We recently wrote about the upcoming Boom supersonic airliner, which plans to be in the skies heading to Hawaii in the next seven years.
Hawaii had its share of supersonic flights, dating back to the 1980s. But could they become a regular part of Hawaii travel? American Airlines and United Airlines are betting they can, while Delta, at least for now, is heading in another direction.
Boom, the United Airlines and American Airlines Supersonic Overture plane manufacturer, says they have the knowledge needed to restart trans-oceanic supersonic travel some two decades after it stopped. Do you even remember that there were even some Concorde SST flights to Hawaii?
Boom CEO Blake Scholl believes in his airplane and the demand for supersonic travel, with Hawaii conceivably accessible within just a couple of hours from the west coast.
Boom says, “There’s a need for hundreds, if not thousands, of these airplanes.”
The company has determined that there are some 600 routes globally where their Overture SST could fly while at the same time reducing the flying time by about one-half. That’s interesting to consider, given that Concorde SST flew few routes, and only 20 planes were built, with 14 delivered to airlines.
Boom is an American (Colorado-based) company seeking to launch its 1,300 MPH, 65-88-passenger supersonic plane.
SST doubts turn primarily on the engines and manufacturers.
Despite contracts with two of the world’s largest airlines, American and United, an engine manufacturer and type have not been announced, which has resulted in increasing doubt about the viability of Overture SST.
Boom said they are within months of an “exciting engine announcement.”
He also told Financial Times, “It’s not just about the engine technology. It’s about some breakthroughs in the sustainability and breakthroughs in the business model that will lead to better economics.”
The engine options include turbojets and turbofans.
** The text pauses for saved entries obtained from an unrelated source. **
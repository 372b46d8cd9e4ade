/*
    Nyx, blazing fast astrodynamics
    Copyright (C) 2018-onwards Christopher Rabotin <christopher.rabotin@gmail.com>

    This program is free software: you can redistribute it and/or modify
    it under the terms of the GNU Affero General Public License as published
    by the Free Software Foundation, either version 3 of the License, or
    (at your option) any later version.

    This program is distributed in the hope that it will be useful,
    but WITHOUT ANY WARRANTY; without even the implied warranty of
    MERCHANTABILITY or FITNESS FOR A PARTICULAR PURPOSE.  See the
    GNU Affero General Public License for more details.

    You should have received a copy of the GNU Affero General Public License
    along with this program.  If not, see <https://www.gnu.org/licenses/>.
*/

use super::{
    eccentricity_squared, AstroError, DegeneratePositionSnafu, GeodeticNonConvergenceSnafu,
    EARTH_EQUATORIAL_RADIUS_M, EARTH_FLATTENING,
};
use crate::linalg::Vector3;
use crate::utils::between_0_tau;
use serde_derive::{Deserialize, Serialize};
use snafu::ensure;
use std::f64::consts::{FRAC_PI_2, FRAC_PI_4, TAU};
use std::fmt;

/// Convergence threshold of the geodetic latitude iteration, in radians.
pub const GEODETIC_LATITUDE_TOLERANCE_RAD: f64 = 1e-10;
/// Maximum number of iterations of the geodetic latitude iteration.
pub const GEODETIC_MAX_ITERATIONS: usize = 100;
/// Positions closer than this to the geocenter have no meaningful geodetic representation, in meters.
pub const GEODETIC_MIN_RADIUS_M: f64 = 1.0;

/// Geodetic position over the WGS-84 ellipsoid.
///
/// The longitude is stored in [0, 2π) and the latitude in [-π/2, π/2].
#[derive(Copy, Clone, Debug, Default, PartialEq, Serialize, Deserialize)]
pub struct GeodeticPosition {
    latitude_rad: f64,
    longitude_rad: f64,
    altitude_m: f64,
}

impl GeodeticPosition {
    pub fn new(latitude_rad: f64, longitude_rad: f64, altitude_m: f64) -> Self {
        Self {
            latitude_rad,
            longitude_rad,
            altitude_m,
        }
    }

    /// Builds the geodetic position from an ECEF position in meters.
    pub fn try_from_ecef(position_ecef_m: &Vector3<f64>) -> Result<Self, AstroError> {
        let mut me = Self::default();
        me.update_from_ecef(position_ecef_m)?;
        Ok(me)
    }

    /// Updates this geodetic position from an ECEF position in meters.
    ///
    /// The latitude is found by iterating the ellipsoid projection until two successive
    /// estimates differ by less than [GEODETIC_LATITUDE_TOLERANCE_RAD]. The iteration is
    /// bounded by [GEODETIC_MAX_ITERATIONS]; on failure `self` is left untouched.
    ///
    /// Reference: Vallado, 4th Ed., Algorithm 12 page 172.
    pub fn update_from_ecef(&mut self, position_ecef_m: &Vector3<f64>) -> Result<(), AstroError> {
        self.update_from_ecef_within(position_ecef_m, GEODETIC_MAX_ITERATIONS)
    }

    /// Same as [GeodeticPosition::update_from_ecef] with an explicit iteration cap.
    pub(crate) fn update_from_ecef_within(
        &mut self,
        position_ecef_m: &Vector3<f64>,
        max_iterations: usize,
    ) -> Result<(), AstroError> {
        let norm_m = position_ecef_m.norm();
        ensure!(
            norm_m.is_finite() && norm_m >= GEODETIC_MIN_RADIUS_M,
            DegeneratePositionSnafu { norm_m }
        );

        let (x, y, z) = (position_ecef_m[0], position_ecef_m[1], position_ecef_m[2]);
        let e2 = eccentricity_squared(EARTH_FLATTENING);
        let r_delta = (x * x + y * y).sqrt();

        let longitude_rad = between_0_tau(y.atan2(x));

        let next_latitude = |latitude: f64| {
            let sin_lat = latitude.sin();
            let c = 1.0 / (1.0 - e2 * sin_lat * sin_lat).sqrt();
            (z + EARTH_EQUATORIAL_RADIUS_M * c * e2 * sin_lat).atan2(r_delta)
        };

        let mut latitude = z.atan2(r_delta);
        let mut converged = false;
        let mut residual_rad = f64::INFINITY;
        for _ in 0..max_iterations {
            let new_latitude = next_latitude(latitude);
            residual_rad = (new_latitude - latitude).abs();
            latitude = new_latitude;
            if residual_rad < GEODETIC_LATITUDE_TOLERANCE_RAD {
                converged = true;
                break;
            }
        }

        if !converged {
            error!(
                "geodetic latitude failed to converge -- error = {:.3e} rad",
                residual_rad
            );
            return GeodeticNonConvergenceSnafu {
                iterations: max_iterations,
                residual_rad,
            }
            .fail();
        }
        // The map contracts by about e² per pass: once the step is below the tolerance the
        // fixed point is still e² times that step away, so take one more pass.
        latitude = next_latitude(latitude);

        let sin_lat = latitude.sin();
        let n_m = EARTH_EQUATORIAL_RADIUS_M / (1.0 - e2 * sin_lat * sin_lat).sqrt();
        // Near the poles r/cos(φ) is 0/0, so use the polar axis formulation instead.
        let altitude_m = if latitude.abs() < FRAC_PI_4 {
            r_delta / latitude.cos() - n_m
        } else {
            z / sin_lat - n_m * (1.0 - e2)
        };

        if latitude > FRAC_PI_2 {
            latitude -= TAU;
        }

        self.latitude_rad = latitude;
        self.longitude_rad = longitude_rad;
        self.altitude_m = altitude_m;
        Ok(())
    }

    /// Returns the ECEF position in meters of this geodetic position (closed form).
    pub fn to_ecef(&self) -> Vector3<f64> {
        let e2 = eccentricity_squared(EARTH_FLATTENING);
        let (sin_lat, cos_lat) = self.latitude_rad.sin_cos();
        let (sin_lon, cos_lon) = between_0_tau(self.longitude_rad).sin_cos();
        let n_m = EARTH_EQUATORIAL_RADIUS_M / (1.0 - e2 * sin_lat * sin_lat).sqrt();

        Vector3::new(
            (n_m + self.altitude_m) * cos_lat * cos_lon,
            (n_m + self.altitude_m) * cos_lat * sin_lon,
            (n_m * (1.0 - e2) + self.altitude_m) * sin_lat,
        )
    }

    pub fn latitude_rad(&self) -> f64 {
        self.latitude_rad
    }

    pub fn longitude_rad(&self) -> f64 {
        self.longitude_rad
    }

    pub fn altitude_m(&self) -> f64 {
        self.altitude_m
    }

    /// Returns (latitude [rad], longitude [rad], altitude [m]) as a vector.
    pub fn to_vector(&self) -> Vector3<f64> {
        Vector3::new(self.latitude_rad, self.longitude_rad, self.altitude_m)
    }
}

impl fmt::Display for GeodeticPosition {
    fn fmt(&self, f: &mut fmt::Formatter) -> fmt::Result {
        write!(
            f,
            "lat. = {:.6} deg\tlong. = {:.6} deg\talt. = {:.3} m",
            self.latitude_rad.to_degrees(),
            self.longitude_rad.to_degrees(),
            self.altitude_m
        )
    }
}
The former works by propulsion due to its exhaust gas, whereas the latter creates power by the air accelerated by its fan blades. Experts say that turbofans are more efficient than turbojets while having issues with their added size. Some other options include afterburners, such as are seen on military planes.
Fuel type and consumption are other big concerns.
The fuel consumption for SST travel is far greater than for current sub-sonic jets. And there isn’t enough sustainable fuel required to power these planes. One analyst estimated that the fuel bill per passenger is 20 times that of sub-sonic planes.
The plane can nimbly reach the west coast with its 4,250 nautical mile range.
Due to sonic booms, it isn’t likely to ever reach beyond the west coast or would need to do so at less than supersonic speed. Boom is planned as a “sustainable” aircraft, which will “run on 100 percent sustainable aviation fuel ( SAF).”
There are already 130 Overture jets on order.
In the most recent addition, American Airlines just paid a deposit on twenty supersonic airplanes, with an option for up to 40 more. That followed Japan Airlines’ original order for twenty planes and United’s recent order for up to fifty Overture SSTs. orders give much-needed credibility to Boom’s planes.
Some aviation analysts say that it will still never come to pass.
Kevin Michaels, an aerospace consultant for 35 years, said recently that Overture SST “is a paper airplane right now… [with] so many issues for Boom to overcome. I don’t expect to see it.”
Boom is still seeking billions of dollars to complete the plane but has raised less than $1 billion.
All eyes are on Boom’s XB-1 for now.
The industry is watching the upcoming flight of the small Boom demonstrator, which is due to take to the air in the next few months.
1. American says Boom SST is important to them.
“Looking to the future, supersonic travel will be an important part of our ability to deliver for our customers,” according to Derek Kerr, CFO. .”
2. Delta says not so fast.
“Candidly, I still have many more questions than answers,” said Delta CEO Ed Bastian. “Until we’re confident that we can actually generate a reliable return from the aircraft, that’s not where we’re investing.”
3. United says they’re enticed.
United’s Scott Kirby said, “Boom’s vision for the future of commercial aviation, combined with the industry’s most robust route network in the world, will give business and leisure travelers access to a stellar flight experience.”
Possible Overture Hawaii routes and prices.
As we said previously, “West coast markets to Honolulu and Maui include the Bay Area (San Francisco or Oakland) and Los Angeles (2.25 hours). International destinations might include Sydney, Australia (4 hours) and Tokyo, Japan (3 hours) Domestic flights other than overwater aren’t going to happen due to the sonic boom, which, while said to be less on Boom, will still be an issue. As for ticket prices, we can’t say what fares could be to fly on the Overture jets, but we’d expect them to be somewhat higher than the typical first-class fares that Hawaii visitors now pay.”
First Boom Overture aircraft set for completion in 3 years.
Subsonic flight testing will be at the Piedmont Triad International Airport in North Carolina.
Past supersonic travel to Hawaii.
In 1987, a service was planned to bring SST travel to Hawaii. The route was from Oakland to Honolulu within just 2 hours of flying time. After that, five Air France Concorde charter flights arrived in Hawaii at 1,400 miles per hour. Other charters landed at Kona on at least six different occasions.